"I never said no though, I just didn't agree to date him immediately. All I'm saying is...pass the cream...this coffee is a dark roast for sure less caffeine than a light roast...all I'm saying is bring me the bacon. Shit. I mean I'm starving. I'm not making any sense. I mean he should wait, but not, both at the same time. Why aren't we talking? You're so quiet. Are you okay?" Anna looked at her friend and stared into her eyes trying to see what was there.

"I don't know. I feel like everyone's in love, but me." Samantha said and her hazel eyes looked golden and fierce yet sad. Like she'd seen too much.


"I'm sorry." Anna felt distantly sad, because she didn't really understand what was happening. Or why. She felt sad because she understood that her friend was in pain like everyone else. It'ok. She thought. People love her a lot, so let her be as she is.

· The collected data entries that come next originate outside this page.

impl EngineBuilder {
    pub fn new() -> Self {
        Self {
            document: None,
            registry: None,
            mirror: None,
            publisher: None,
            scheduler: None,
            waiter: None,
            retry: RetryPolicy::once(),
            clock: None,
            filter: FilterSettings::default(),
        }
    }

    pub fn document(mut self, document: SharedDocument) -> Self {
        self.document = Some(document);
        self
    }

    pub fn registry(mut self, registry: DispatchRegistry) -> Self {
        self.registry = Some(registry);
        self
    }

    pub fn mirror(mut self, mirror: MirrorSynchronizer) -> Self {
        self.mirror = Some(mirror);
        self
    }

    pub fn publisher(mut self, publisher: Arc<dyn DocumentPublisher>) -> Self {
        self.publisher = Some(publisher);
        self
    }

    pub fn scheduler(mut self, scheduler: UpdateScheduler) -> Self {
        self.scheduler = Some(scheduler);
        self
    }

    pub fn waiter(mut self, waiter: StabilityWaiter) -> Self {
        self.waiter = Some(waiter);
        self
    }

    pub fn retry(mut self, retry: RetryPolicy) -> Self {
        self.retry = retry;
        self
    }

    pub fn clock(mut self, clock: Arc<dyn Clock>) -> Self {
        self.clock = Some(clock);
        self
    }

    /// Patterns excluded from classification on top of the registry's.
    pub fn excludes(mut self, patterns: Vec<String>) -> Self {
        self.filter.excludes = patterns;
        self
    }

    pub fn case_sensitive(mut self, yes: bool) -> Self {
        self.filter.case_sensitive = yes;
        self
    }

    pub fn ignore_directories(mut self, yes: bool) -> Self {
        self.filter.ignore_directories = yes;
        self
    }

    pub fn build(self) -> EngineResult<ProtocolDispatchEngine> {
        let document = self.document.ok_or_else(|| ConfigError::MissingParameter {
            parameter: "document".to_string(),
        })?;
        let registry = self.registry.ok_or_else(|| ConfigError::MissingParameter {
            parameter: "registry".to_string(),
        })?;

        let clock = self.clock.unwrap_or_else(clock::system);
        let filter = self.filter.build(&registry)?;
        let mapper = self.mirror.as_ref().map(|m| m.mapper().clone());
        let scheduler = self.scheduler.unwrap_or_else(|| {
            UpdateScheduler::new(Arc::clone(&clock), std::time::Duration::ZERO, 1)
        });
        let waiter = self
            .waiter
            .unwrap_or_else(|| StabilityWaiter::new(Arc::clone(&clock), 1));

        Ok(ProtocolDispatchEngine {
            document,
            registry,
            filter,
            filter_settings: self.filter,
            mapper,
            mirror: self.mirror,
            coalescer: EventCoalescer::new(),
            waiter,
            retry: self.retry,
            scheduler,
            publisher: self.publisher.unwrap_or_else(|| Arc::new(NullPublisher)),
            clock,
            changed: false,
        })
    }
}

impl Default for EngineBuilder {
    fn default() -> Self {
        Self::new()
    }
}
//! Classify command.

use anyhow::{Context, Result};
use std::path::PathBuf;

use crate::config::Settings;
use crate::protocol::profile;

/// Print `path<TAB>type` for each path, `-` when nothing matches.
///
/// Existing files go through the content probes as well, so the output is
/// the type the engine would dispatch to.
pub fn run_classify(settings: &Settings, paths: &[PathBuf]) -> Result<()> {
    let registry = profile::registry_from_settings(settings).context("building registry")?;

    for path in paths {
        let kind = if path.is_file() {
            registry
                .effective_type(path)
                .with_context(|| format!("inspecting {}", path.display()))?
        } else {
            registry.classify(path)
        };
        let label = kind.map(|k| k.to_string()).unwrap_or_else(|| "-".to_string());
        println!("{}\t{label}", path.display());
    }
    Ok(())
}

They sat at a small thick wooden table for two in the little french restaurant. The waitress with the dark braids and thick black rimmed glasses dropped off the food. Samantha was eating an egg white omelet with bell peppers, onions, garlic, spinach, and feta cheese. She drank honey lemon for her throat. She liked to saturate herself with flavors, scents, smells, touch but only in certain ways.

"Ok let me tell you how I think it is. The straight truth is that I don't want to be in love. It's a choice. I'm manifesting my existence on a higher plane. I know you can tell I'm saying what I think is true."

"That's intense! You are so deep now. You are SO deeeeep." Anna smiled at her like a mother looking at her child. You can be my child she said to herself. You can be my child. If I cannot have a child I will always have you. It came with more meanings than one.

"Like I was saying, I made him wait. But honestly only for like a second or two."